— TASK REQUIREMENTS —
How many lines of the data include the string "first"? State that number alone.
═════ ENTRIES PROVIDED
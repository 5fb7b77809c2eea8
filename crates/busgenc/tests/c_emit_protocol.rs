use busgenc::c_emit;
use busgenc::ir::{
    BusFamily, BusMode, BusType, ByteOrder, Message, Meta, Signal, SourceFormat, SpecIr,
};

fn signal(name: &str, start_bit: u32, bit_length: u32, byte_order: ByteOrder) -> Signal {
    Signal {
        name: name.to_string(),
        start_bit,
        bit_length,
        byte_order,
        signed: false,
        scale: 1.0,
        offset: 0.0,
        min: None,
        max: None,
        default: None,
        unit: None,
        enum_entries: None,
    }
}

fn demo_spec() -> SpecIr {
    let mut temp = signal("temp", 15, 12, ByteOrder::BigEndian);
    temp.signed = true;
    SpecIr {
        ir_version: busgenc::IR_VERSION.to_string(),
        meta: Meta {
            name: "Demo Bus".to_string(),
            version: "1.0".to_string(),
            source: "demo.dbc".to_string(),
            format: SourceFormat::Dbc,
        },
        bus_type: BusType {
            bustype: BusFamily::Can,
            busmode: Some(BusMode::Classic),
        },
        messages: vec![Message {
            id: 0x102,
            name: "status".to_string(),
            dlc: 4,
            is_extended: false,
            signals: vec![
                signal("counter", 0, 4, ByteOrder::LittleEndian),
                signal("mode", 4, 4, ByteOrder::LittleEndian),
                temp,
            ],
        }],
    }
}

#[test]
fn emission_is_deterministic() {
    let spec = demo_spec();
    let first = c_emit::emit_protocol(&spec).expect("emit");
    let second = c_emit::emit_protocol(&spec).expect("emit again");
    assert_eq!(first.header, second.header);
    assert_eq!(first.source, second.source);

    let driver_a = c_emit::emit_roundtrip_driver(&spec).expect("driver");
    let driver_b = c_emit::emit_roundtrip_driver(&spec).expect("driver again");
    assert_eq!(driver_a, driver_b);
}

#[test]
fn header_declares_the_public_surface() {
    let generated = c_emit::emit_protocol(&demo_spec()).expect("emit");
    assert_eq!(generated.header_name, "demo_bus_protocol.h");
    assert_eq!(generated.source_name, "demo_bus_protocol.c");

    let h = &generated.header;
    assert!(h.contains("#ifndef BUSGEN_DEMO_BUS_PROTOCOL_H"));
    assert!(h.contains("BUSGEN_DEMO_BUS_STATUS_ID = 258"));
    assert!(h.contains("BUSGEN_DEMO_BUS_STATUS_DLC = 4"));
    assert!(h.contains("} busgen_demo_bus_status_t;"));
    assert!(h.contains("int busgen_demo_bus_encode_status("));
    assert!(h.contains("int busgen_demo_bus_decode_status("));
    assert!(h.contains("BUSGEN_OK = 0"));
    assert!(h.contains("BUSGEN_ERR_RANGE = -3"));
    assert!(h.contains("uint64_t counter;"));
    assert!(h.contains("int64_t temp;"));
}

#[test]
fn source_carries_bit_positions_in_payload_order() {
    let generated = c_emit::emit_protocol(&demo_spec()).expect("emit");
    let c = &generated.source;
    assert!(c.contains("#include \"demo_bus_protocol.h\""));
    assert!(c.contains(
        "static const uint32_t busgen_demo_bus_status_counter_bits[4] = {0U, 1U, 2U, 3U};"
    ));
    // Motorola: start bit 15 is the MSB; the LSB lands at bit 20 of byte 2.
    assert!(c.contains(
        "static const uint32_t busgen_demo_bus_status_temp_bits[12] = \
         {20U, 21U, 22U, 23U, 8U, 9U, 10U, 11U, 12U, 13U, 14U, 15U};"
    ));
    assert!(c.contains("if (in->counter > 15ULL) {"));
    assert!(c.contains("if (in->temp < -2048LL || in->temp > 2047LL) {"));
    assert!(c.contains("raw |= ~0xFFFULL;"));
}

#[test]
fn driver_dispatches_every_message() {
    let driver = c_emit::emit_roundtrip_driver(&demo_spec()).expect("driver");
    assert!(driver.contains("#include \"demo_bus_protocol.h\""));
    assert!(driver.contains("case 0U: {"));
    assert!(driver.contains("busgen_demo_bus_encode_status(payload, sizeof(payload), &in);"));
    assert!(driver.contains("busgen_demo_bus_decode_status(payload, sizeof(payload), &decoded);"));
    assert!(driver.contains("int main(void)"));
}

#[test]
fn sanitization_collisions_are_surfaced() {
    let mut spec = demo_spec();
    spec.messages[0].signals[1].name = "counter!".to_string();
    let err = c_emit::emit_protocol(&spec).expect_err("colliding names must fail");
    assert!(err.message.contains("counter"));
}
fn campaign_in_scratch(
    ir_paths: &[PathBuf],
    opts: &CampaignOptions,
    tc: &Toolchain,
    scratch: &Path,
) -> Result<CampaignOutcome> {
    let loop_seeds: Vec<u64> = (0..opts.loops)
        .map(|i| seed::derive_loop_seed(opts.master_seed, i))
        .collect();

    let mut inputs: Vec<report::IrInput> = Vec::new();
    let mut artifacts: Vec<report::FileHash> = Vec::new();
    let mut bindings: Vec<SpecBinding> = Vec::new();
    let mut artifact_dir_display = String::new();

    for ir_path in ir_paths {
        let text = std::fs::read_to_string(ir_path)
            .with_context(|| format!("read IR: {}", ir_path.display()))?;
        let spec = match ir::parse_ir_str(&text) {
            Ok(spec) => spec,
            Err(issues) => bail!(
                "IR {} failed schema validation: {}",
                ir_path.display(),
                issues
                    .iter()
                    .map(|i| i.to_string())
                    .collect::<Vec<_>>()
                    .join("; ")
            ),
        };
        let semantic = validate::validate_semantic(&spec);
        if !semantic.is_empty() {
            bail!(
                "IR {} failed semantic validation: {}",
                ir_path.display(),
                semantic
                    .iter()
                    .map(|i| format!("[{}] {}", i.category.as_str(), i.message))
                    .collect::<Vec<_>>()
                    .join("; ")
            );
        }

        inputs.push(report::IrInput {
            name: spec.meta.name.clone(),
            path: ir_path.display().to_string(),
            sha256: util::sha256_hex(text.as_bytes()),
            ir_version: spec.ir_version.clone(),
        });

        let (header_name, source_name) = naming::output_filenames(&spec.meta.name);
        let artifact_dir = match &opts.artifact_dir {
            Some(dir) => {
                for name in [&header_name, &source_name] {
                    let path = dir.join(name);
                    if !path.is_file() {
                        bail!("missing artifact: {}", path.display());
                    }
                }
                dir.clone()
            }
            None => {
                let dir = scratch.join("gen").join(naming::spec_c_name(&spec.meta.name));
                let generated = c_emit::emit_protocol(&spec)
                    .with_context(|| format!("emit protocol for {:?}", spec.meta.name))?;
                util::write_atomic(&dir.join(&generated.header_name), generated.header.as_bytes())?;
                util::write_atomic(&dir.join(&generated.source_name), generated.source.as_bytes())?;
                dir
            }
        };
        artifact_dir_display = artifact_dir.display().to_string();

        for name in [&header_name, &source_name] {
            let path = artifact_dir.join(name);
            artifacts.push(report::FileHash {
                path: name.clone(),
                sha256: util::file_sha256(&path)?,
            });
        }

        let driver_dir = scratch.join("driver");
        let driver_path = driver_dir.join(naming::driver_filename(&spec.meta.name));
        let driver = c_emit::emit_roundtrip_driver(&spec)
            .with_context(|| format!("emit roundtrip driver for {:?}", spec.meta.name))?;
        util::write_atomic(&driver_path, driver.as_bytes())?;

        let mut exe = driver_dir.join(format!("{}_driver", naming::spec_c_name(&spec.meta.name)));
        if cfg!(windows) {
            exe.set_extension("exe");
        }
        let sources = vec![driver_path, artifact_dir.join(&source_name)];
        let compile = toolchain::compile_exe(tc, &sources, &artifact_dir, &exe)?;
        if !compile.success() {
            bail!(
                "compile roundtrip driver for {:?} failed (exit {}{}): {}",
                spec.meta.name,
                compile.exit_code,
                if compile.timed_out { ", timed out" } else { "" },
                compile.stderr_trimmed()
            );
        }

        bindings.push(bind_spec(&spec, exe));
    }

    artifacts.sort_by(|a, b| a.path.cmp(&b.path));

    let mut all_failures: Vec<RoundtripFailure> = Vec::new();
    let mut loop_summaries: Vec<report::LoopSummary> = Vec::new();
    let mut total_cases: u64 = 0;

    'loops: for (loop_index, &loop_seed) in loop_seeds.iter().enumerate() {
        let loop_index = loop_index as u32;
        let mut outcomes: Vec<report::MessageOutcome> = Vec::new();
        let mut loop_failures: u32 = 0;

        for binding in &bindings {
            let mut touched_encode: BTreeSet<&str> = BTreeSet::new();
            let mut touched_decode: BTreeSet<&str> = BTreeSet::new();

            for msg in &binding.messages {
                let stream = format!("{}:{}", binding.spec_name, msg.name);
                let mut rng = SplitMix64::new(loop_seed ^ seed::fnv1a64(&stream));
                let mut failures_here: u32 = 0;
                let mut cases_here: u32 = 0;

                for case_index in 0..opts.cases_per_seed {
                    cases_here += 1;
                    total_cases += 1;
                    if let Some(failure) = run_encode_decode_case(
                        binding, msg, &mut rng, loop_index, loop_seed, case_index,
                    )? {
                        failures_here += 1;
                        all_failures.push(failure);
                    }
                }

                for case_index in 0..opts.cases_per_seed {
                    cases_here += 1;
                    total_cases += 1;
                    if let Some(failure) = run_masked_roundtrip_case(
                        binding, msg, &mut rng, loop_index, loop_seed, case_index,
                    )? {
                        failures_here += 1;
                        all_failures.push(failure);
                    }
                }

                touched_encode.insert(msg.encode_fn.as_str());
                touched_decode.insert(msg.decode_fn.as_str());

                loop_failures += failures_here;
                outcomes.push(report::MessageOutcome {
                    message: stream.replace(':', "."),
                    cases_run: cases_here,
                    failure_count: failures_here,
                    status: report::RunStatus::from_failures(failures_here as u64),
                });
            }

            // Every message's encode/decode pair must have been exercised
            // this loop.
            let expected_encode: BTreeSet<&str> = binding
                .messages
                .iter()
                .map(|m| m.encode_fn.as_str())
                .collect();
            let expected_decode: BTreeSet<&str> = binding
                .messages
                .iter()
                .map(|m| m.decode_fn.as_str())
                .collect();
            if touched_encode != expected_encode {
                loop_failures += 1;
                all_failures.push(coverage_failure(
                    binding,
                    loop_index,
                    loop_seed,
                    format!(
                        "encode coverage mismatch: touched {touched_encode:?}, expected {expected_encode:?}"
                    ),
                ));
            }
            if touched_decode != expected_decode {
                loop_failures += 1;
                all_failures.push(coverage_failure(
                    binding,
                    loop_index,
                    loop_seed,
                    format!(
                        "decode coverage mismatch: touched {touched_decode:?}, expected {expected_decode:?}"
                    ),
                ));
            }
        }

        loop_summaries.push(report::LoopSummary {
            loop_index,
            loop_seed,
            messages: outcomes,
            failure_count: loop_failures,
            status: report::RunStatus::from_failures(loop_failures as u64),
        });

        if loop_failures > 0 && opts.fail_policy == FailPolicy::StopOnFail {
            break 'loops;
        }
    }

    let failed_loops = loop_summaries
        .iter()
        .filter(|l| l.failure_count > 0)
        .count() as u32;
    let loops_executed = loop_summaries.len() as u32;
    let failure_count = all_failures.len() as u64;

    let toolchain_info = report::ToolchainInfo {
        compiler: tc.program.display().to_string(),
        compiler_version: tc.version_line(),
    };
    let campaign_config = report::CampaignConfig {
        loops: opts.loops,
        cases_per_seed: opts.cases_per_seed,
        fail_policy: opts.fail_policy,
        master_seed: opts.master_seed,
        loop_seeds,
    };

    let summary = report::SummaryReport {
        schema_version: busgenc::RAW_REPORT_SCHEMA_VERSION.to_string(),
        timestamp_utc: util::utc_now_iso(),
        tool_version: env!("CARGO_PKG_VERSION").to_string(),
        codec_version: busgenc::BUSGENC_VERSION.to_string(),
        toolchain: toolchain_info.clone(),
        inputs: inputs.clone(),
        artifact_dir: artifact_dir_display,
        artifacts,
        config: campaign_config.clone(),
        loops: loop_summaries,
        totals: report::Totals {
            loops_executed,
            passed_loops: loops_executed - failed_loops,
            failed_loops,
            cases_run: total_cases,
            failure_count,
            status: report::RunStatus::from_failures(failure_count),
        },
    };

    let errors = (!all_failures.is_empty()).then(|| report::ErrorReport {
        schema_version: busgenc::RAW_ERROR_REPORT_SCHEMA_VERSION.to_string(),
        timestamp_utc: summary.timestamp_utc.clone(),
        tool_version: summary.tool_version.clone(),
        codec_version: summary.codec_version.clone(),
        toolchain: toolchain_info,
        inputs,
        config: campaign_config,
        failure_count,
        failures: all_failures,
    });

    Ok(CampaignOutcome { summary, errors })
}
══════════
— TASK RESULT —
3